Di Bali kuburan dikatakan keramat, karena sering muncul hal-hal yang menyeramkan. Ini disebabkan karena kita jarang membuka lontar tatwaning ulun setra. Sehingga kita tidak tahu sebenarnya kuburan adalah tempat yang paling baik untuk bermeditasi dan memberikan berkat doa.
Sang Buda Kecapi, Mpu Kuturan, Gajah Mada, Diah Nateng Dirah, Mpu Bradah, semua mendapat pencerahan di kuburan. Di Jawa tradisi ini disebut tirakat. Leak juga mempunyai keterbatasan tergantung dari tingkatan rohani yang dipelajari. Ada tujuh tingkatan leak, yaitu :
Leak barak
Leak bulan
Leak pemamoran
Leak bunga
Leak sari
Leak cemeng rangdu
Leak siwa klakah. Leak siwa klakah inilah yang tertinggi. Sebab dari ketujuh cakranya mengeluarkan cahaya yang sesuai dengan kehendak batinnya.

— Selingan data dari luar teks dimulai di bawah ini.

#![allow(dead_code)]

use async_trait::async_trait;
use sms_dispatch::core::registry::InMemoryJobRegistry;
use sms_dispatch::core::stats::StatsAggregator;
use sms_dispatch::core::SenderGateway;
use sms_dispatch::utils::error::SendFailure;
use sms_dispatch::{DispatchEngine, WorkerPool};
use std::collections::HashSet;
use std::sync::atomic::{AtomicUsize, Ordering};
use std::sync::{Arc, Mutex};
use std::time::Duration;

/// 測試用 gateway：記錄呼叫、同時進行數的最大值，並可模擬失敗與卡住
#[derive(Default)]
pub struct StubGateway {
    delay: Duration,
    failing: HashSet<String>,
    hanging: HashSet<String>,
    in_flight: AtomicUsize,
    high_water: AtomicUsize,
    calls: Mutex<Vec<(String, String)>>,
}

impl StubGateway {
    pub fn new(delay: Duration) -> Self {
        Self {
            delay,
            ..Default::default()
        }
    }

    pub fn failing_for(mut self, destinations: &[&str]) -> Self {
        self.failing
            .extend(destinations.iter().map(|d| d.to_string()));
        self
    }

    pub fn hanging_for(mut self, destinations: &[&str]) -> Self {
        self.hanging
            .extend(destinations.iter().map(|d| d.to_string()));
        self
    }

    pub fn high_water_mark(&self) -> usize {
        self.high_water.load(Ordering::SeqCst)
    }

    pub fn calls(&self) -> Vec<(String, String)> {
        self.calls.lock().unwrap().clone()
    }
}

struct InFlight<'a>(&'a AtomicUsize);

impl Drop for InFlight<'_> {
    fn drop(&mut self) {
        self.0.fetch_sub(1, Ordering::SeqCst);
    }
}

#[async_trait]
impl SenderGateway for StubGateway {
    async fn send(&self, destination: &str, message: &str) -> Result<(), SendFailure> {
        let now = self.in_flight.fetch_add(1, Ordering::SeqCst) + 1;
        let _in_flight = InFlight(&self.in_flight);
        self.high_water.fetch_max(now, Ordering::SeqCst);
        self.calls
            .lock()
            .unwrap()
            .push((destination.to_string(), message.to_string()));

        if self.hanging.contains(destination) {
            tokio::time::sleep(Duration::from_secs(3600)).await;
        }
        tokio::time::sleep(self.delay).await;

        if self.failing.contains(destination) {
            return Err(SendFailure::Rejected(format!("no signal for {}", destination)));
        }
        Ok(())
    }
}

pub fn engine_with(gateway: Arc<StubGateway>, pool_size: usize, queue_depth: usize) -> DispatchEngine {
    DispatchEngine::new(
        gateway,
        WorkerPool::new(pool_size, queue_depth),
        Arc::new(InMemoryJobRegistry::new()),
        Arc::new(StatsAggregator::new()),
    )
}

pub fn numbers(count: usize) -> Vec<String> {
    (0..count).map(|i| format!("55119{:08}", i)).collect()
}
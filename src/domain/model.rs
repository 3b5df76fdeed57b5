use chrono::{DateTime, Utc};
use serde::{Deserialize, Serialize};

/// 一筆已解析好的發送工作
#[derive(Debug, Clone, PartialEq, Eq)]
pub struct SendJob {
    pub destination: String,
    pub message: String,
    /// 在原始收件人清單中的位置，用來還原結果順序
    pub origin_index: usize,
}

impl SendJob {
    pub fn new(destination: impl Into<String>, message: impl Into<String>, origin_index: usize) -> Self {
        Self {
            destination: destination.into(),
            message: message.into(),
            origin_index,
        }
    }
}

#[derive(Debug, Clone, Copy, PartialEq, Eq, Serialize, Deserialize)]
#[serde(rename_all = "lowercase")]
pub enum SendStatus {
    Sent,
    Error,
}

#[derive(Debug, Clone, PartialEq, Serialize, Deserialize)]
pub struct SendOutcome {
    #[serde(rename = "to")]
    pub destination: String,
    pub message: String,
    pub status: SendStatus,
    #[serde(rename = "duration")]
    pub duration_seconds: f64,
    pub timestamp: DateTime<Utc>,
    #[serde(rename = "detail", default, skip_serializing_if = "Option::is_none")]
    pub error_detail: Option<String>,
}

impl SendOutcome {
    pub fn sent(destination: &str, message: &str, duration_seconds: f64) -> Self {
        Self {
            destination: destination.to_string(),
            message: message.to_string(),
            status: SendStatus::Sent,
            duration_seconds,
            timestamp: Utc::now(),
            error_detail: None,
        }
    }

    pub fn error(
        destination: &str,
        message: &str,
        duration_seconds: f64,
        detail: impl Into<String>,
    ) -> Self {
        Self {
            destination: destination.to_string(),
            message: message.to_string(),
            status: SendStatus::Error,
            duration_seconds,
            timestamp: Utc::now(),
            error_detail: Some(detail.into()),
        }
    }

    pub fn is_sent(&self) -> bool {
        self.status == SendStatus::Sent
    }
}

#[derive(Debug, Clone, Copy, PartialEq, Eq, Hash, Serialize, Deserialize)]
#[serde(rename_all = "snake_case")]
pub enum JobState {
    Queued,
    InProgress,
    Completed,
    Failed,
}

impl JobState {
    /// queued -> in_progress -> {completed, failed}，不可倒退
    pub fn can_transition_to(self, next: JobState) -> bool {
        matches!(
            (self, next),
            (JobState::Queued, JobState::InProgress)
                | (JobState::InProgress, JobState::Completed)
                | (JobState::InProgress, JobState::Failed)
        )
    }

    pub fn is_terminal(self) -> bool {
        matches!(self, JobState::Completed | JobState::Failed)
    }

    pub fn as_str(self) -> &'static str {
        match self {
            JobState::Queued => "queued",
            JobState::InProgress => "in_progress",
            JobState::Completed => "completed",
            JobState::Failed => "failed",
        }
    }
}

impl std::fmt::Display for JobState {
    fn fmt(&self, f: &mut std::fmt::Formatter<'_>) -> std::fmt::Result {
        f.write_str(self.as_str())
    }
}

#[derive(Debug, Clone, PartialEq, Serialize, Deserialize)]
pub struct AsyncJobRecord {
    pub id: String,
    pub state: JobState,
    pub outcome: Option<SendOutcome>,
    pub submitted_at: DateTime<Utc>,
}

impl AsyncJobRecord {
    pub fn queued(id: String) -> Self {
        Self {
            id,
            state: JobState::Queued,
            outcome: None,
            submitted_at: Utc::now(),
        }
    }
}

#[derive(Debug, Clone, PartialEq, Serialize, Deserialize)]
pub struct BatchResult {
    pub batch_id: String,
    pub total: usize,
    pub sent: usize,
    pub errors: usize,
    pub results: Vec<SendOutcome>,
}

impl BatchResult {
    /// results 必須已按照 origin_index 排好
    pub fn from_outcomes(batch_id: String, results: Vec<SendOutcome>) -> Self {
        let sent = results.iter().filter(|o| o.is_sent()).count();
        Self {
            batch_id,
            total: results.len(),
            sent,
            errors: results.len() - sent,
            results,
        }
    }
}

#[derive(Debug, Clone, PartialEq, Serialize)]
pub struct Stats {
    pub total_sent: u64,
    pub total_errors: u64,
    pub total_duration: f64,
    pub active_workers: usize,
    pub started_at: DateTime<Utc>,
}

impl Stats {
    pub fn total_requests(&self) -> u64 {
        self.total_sent + self.total_errors
    }

    /// 成功率（百分比，四捨五入到小數兩位）
    pub fn success_rate(&self) -> f64 {
        let total = self.total_requests();
        if total == 0 {
            return 0.0;
        }
        round2(self.total_sent as f64 / total as f64 * 100.0)
    }

    pub fn average_duration(&self) -> f64 {
        let total = self.total_requests();
        if total == 0 {
            return 0.0;
        }
        self.total_duration / total as f64
    }

    pub fn uptime_seconds(&self) -> f64 {
        round2(self.elapsed_seconds())
    }

    /// 每分鐘成功送出的平均數量
    pub fn sent_per_minute(&self) -> f64 {
        let elapsed = self.elapsed_seconds();
        if elapsed <= 0.0 {
            return 0.0;
        }
        round2(self.total_sent as f64 / (elapsed / 60.0))
    }

    fn elapsed_seconds(&self) -> f64 {
        let elapsed = Utc::now() - self.started_at;
        elapsed.num_milliseconds().max(0) as f64 / 1000.0
    }
}

pub(crate) fn round2(value: f64) -> f64 {
    (value * 100.0).round() / 100.0
}

/// 批次請求中的一個收件人：純號碼或帶個人化訊息的物件
#[derive(Debug, Clone, PartialEq, Serialize, Deserialize)]
#[serde(untagged)]
pub enum Recipient {
    Plain(String),
    Personalized {
        #[serde(default)]
        to: Option<String>,
        #[serde(default)]
        message: Option<String>,
    },
    /// 其他任何 JSON 值，交給 resolver 以索引回報錯誤
    Invalid(serde_json::Value),
}

impl Recipient {
    pub fn plain(destination: impl Into<String>) -> Self {
        Recipient::Plain(destination.into())
    }

    pub fn personalized(destination: impl Into<String>, message: Option<&str>) -> Self {
        Recipient::Personalized {
            to: Some(destination.into()),
            message: message.map(str::to_string),
        }
    }
}

#[cfg(test)]
mod tests {
    use super::*;

    #[test]
    fn test_state_machine_is_monotonic() {
        assert!(JobState::Queued.can_transition_to(JobState::InProgress));
        assert!(JobState::InProgress.can_transition_to(JobState::Completed));
        assert!(JobState::InProgress.can_transition_to(JobState::Failed));

        assert!(!JobState::Queued.can_transition_to(JobState::Completed));
        assert!(!JobState::InProgress.can_transition_to(JobState::Queued));
        assert!(!JobState::Completed.can_transition_to(JobState::Failed));
        assert!(!JobState::Failed.can_transition_to(JobState::InProgress));
    }

    #[test]
    fn test_recipient_deserialization() {
        let raw = serde_json::json!(["A", {"to": "B", "message": "hi"}, {"to": "C"}, {}]);
        let recipients: Vec<Recipient> = serde_json::from_value(raw).unwrap();

        assert_eq!(recipients[0], Recipient::plain("A"));
        assert_eq!(recipients[1], Recipient::personalized("B", Some("hi")));
        assert_eq!(recipients[2], Recipient::personalized("C", None));
        assert_eq!(
            recipients[3],
            Recipient::Personalized {
                to: None,
                message: None
            }
        );
    }

    #[test]
    fn test_unexpected_recipient_shapes_still_deserialize() {
        let raw = serde_json::json!([123456, null, {"to": 5511}]);
        let recipients: Vec<Recipient> = serde_json::from_value(raw).unwrap();

        assert_eq!(recipients[0], Recipient::Invalid(serde_json::json!(123456)));
        assert_eq!(recipients[1], Recipient::Invalid(serde_json::Value::Null));
        assert!(matches!(recipients[2], Recipient::Invalid(_)));
    }

    #[test]
    fn test_outcome_serializes_with_wire_names() {
        let outcome = SendOutcome::error("5511999999999", "hello", 0.5, "boom");
        let json = serde_json::to_value(&outcome).unwrap();

        assert_eq!(json["to"], "5511999999999");
        assert_eq!(json["status"], "error");
        assert_eq!(json["detail"], "boom");
        assert_eq!(json["duration"], 0.5);

        let sent = serde_json::to_value(SendOutcome::sent("1", "m", 0.1)).unwrap();
        assert!(sent.get("detail").is_none());
    }

    #[test]
    fn test_batch_result_counts() {
        let results = vec![
            SendOutcome::sent("A", "m", 0.1),
            SendOutcome::error("B", "m", 0.2, "failed"),
            SendOutcome::sent("C", "m", 0.1),
        ];
        let batch = BatchResult::from_outcomes("b-1".into(), results);

        assert_eq!(batch.total, 3);
        assert_eq!(batch.sent, 2);
        assert_eq!(batch.errors, 1);
    }

    #[test]
    fn test_stats_derived_values() {
        let stats = Stats {
            total_sent: 2,
            total_errors: 1,
            total_duration: 3.0,
            active_workers: 0,
            started_at: Utc::now(),
        };
        assert_eq!(stats.total_requests(), 3);
        assert_eq!(stats.success_rate(), 66.67);
        assert_eq!(stats.average_duration(), 1.0);
    }

    #[test]
    fn test_sent_per_minute() {
        let stats = Stats {
            total_sent: 30,
            total_errors: 5,
            total_duration: 0.0,
            active_workers: 0,
            started_at: Utc::now() - chrono::Duration::minutes(10),
        };
        let rate = stats.sent_per_minute();
        assert!((rate - 3.0).abs() < 0.01, "rate was {}", rate);

        let fresh = Stats {
            started_at: Utc::now() + chrono::Duration::seconds(5),
            ..stats
        };
        assert_eq!(fresh.sent_per_minute(), 0.0);
    }
}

Ilmu tersebut bisa membabi buta atau bumerang bagi dirinya sendiri. Hal inilah membuat rusaknya nama perguruan. Sama halnya seperti pistol, salah pakai berbahaya. Makanya, kestabilan emosi bagi yang mempelajarinya sangat penting, dan disini sang guru sangat ketat sekali dalam memberikan pelajaran.
Selama ini leak dijadikan kambing hitam sebagai biang ketakutan serta sumber penyakit, atau aji ugig bagi sebagian orang. Padahal ada aliran yang memang spesial mempelajari ilmu hitam disebut ‘penestian’. Ilmu ini memang dirancang bagaimana membikin celaka, sakit, dengan kekuatan batin hitam.

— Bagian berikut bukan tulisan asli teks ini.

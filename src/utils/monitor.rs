use serde::{Deserialize, Serialize};
#[cfg(feature = "cli")]
use std::sync::Mutex;
#[cfg(feature = "cli")]
use sysinfo::{Pid, ProcessRefreshKind, ProcessesToUpdate, System};

/// 行程資源用量，給 /health 使用
#[derive(Debug, Clone, Serialize, Deserialize)]
pub struct ProcessStats {
    pub cpu_usage: f32,
    pub memory_usage_mb: u64,
    pub peak_memory_mb: u64,
}

#[cfg(feature = "cli")]
pub struct ProcessMonitor {
    system: Mutex<System>,
    pid: Option<Pid>,
    peak_memory: Mutex<u64>,
    enabled: bool,
}

#[cfg(feature = "cli")]
impl ProcessMonitor {
    pub fn new(enabled: bool) -> Self {
        let pid = match sysinfo::get_current_pid() {
            Ok(pid) => Some(pid),
            Err(e) => {
                tracing::warn!("Process monitoring unavailable: {}", e);
                None
            }
        };

        Self {
            system: Mutex::new(System::new()),
            pid,
            peak_memory: Mutex::new(0),
            enabled,
        }
    }

    pub fn snapshot(&self) -> Option<ProcessStats> {
        if !self.enabled {
            return None;
        }
        let pid = self.pid?;

        let mut system = self.system.lock().ok()?;
        system.refresh_processes_specifics(
            ProcessesToUpdate::Some(&[pid]),
            true,
            ProcessRefreshKind::nothing().with_memory().with_cpu(),
        );

        let process = system.process(pid)?;
        let memory_mb = process.memory() / 1024 / 1024;

        let mut peak = self.peak_memory.lock().ok()?;
        if memory_mb > *peak {
            *peak = memory_mb;
        }

        Some(ProcessStats {
            cpu_usage: process.cpu_usage(),
            memory_usage_mb: memory_mb,
            peak_memory_mb: *peak,
        })
    }

    pub fn is_enabled(&self) -> bool {
        self.enabled
    }
}

#[cfg(feature = "cli")]
impl Default for ProcessMonitor {
    fn default() -> Self {
        Self::new(false)
    }
}

// 非 CLI 建置時的空實作
#[cfg(not(feature = "cli"))]
#[derive(Default)]
pub struct ProcessMonitor;

#[cfg(not(feature = "cli"))]
impl ProcessMonitor {
    pub fn new(_enabled: bool) -> Self {
        Self
    }

    pub fn snapshot(&self) -> Option<ProcessStats> {
        None
    }

    pub fn is_enabled(&self) -> bool {
        false
    }
}

#[cfg(all(test, feature = "cli"))]
mod tests {
    use super::*;

    #[test]
    fn test_disabled_monitor_reports_nothing() {
        let monitor = ProcessMonitor::new(false);
        assert!(!monitor.is_enabled());
        assert!(monitor.snapshot().is_none());
    }
}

Ada pun caranya adalah dengan memancing kesalahan orang lain sehingga emosi. Setelah emosi barulah dia bereaksi. Emosi itu dijadikan pukulan balik bagi penestian. Ajaran penestian menggunakan ajian-ajian tertentu, se
perti aji gni salembang, aji dungkul, aji sirep, aji penangkeb, aji pengenduh, aji teluh teranjana. Ini disebut pengiwa (tangan kiri). Kenapa tangan kiri, sebab setiap menarik kekuatan selalu memasukan energi dari belahan badan kiri.
‘Pengiwa’ banyak menggunakan rajah-rajah (tulisan mistik). Juga pintar membuat sakit dari jarak jauh, dan dijamin tidak bisa dirontgent di laboratorium rumah sakit. Yang paling canggih adalah cetik (racun mistik). Aliran ini bertentangan dengan pengeleakan. Ilmu Leak ini sampai saat ini masih berkembang karena pewarisnya masih ada, sebagai pelestarian budaya Hindu di Bali.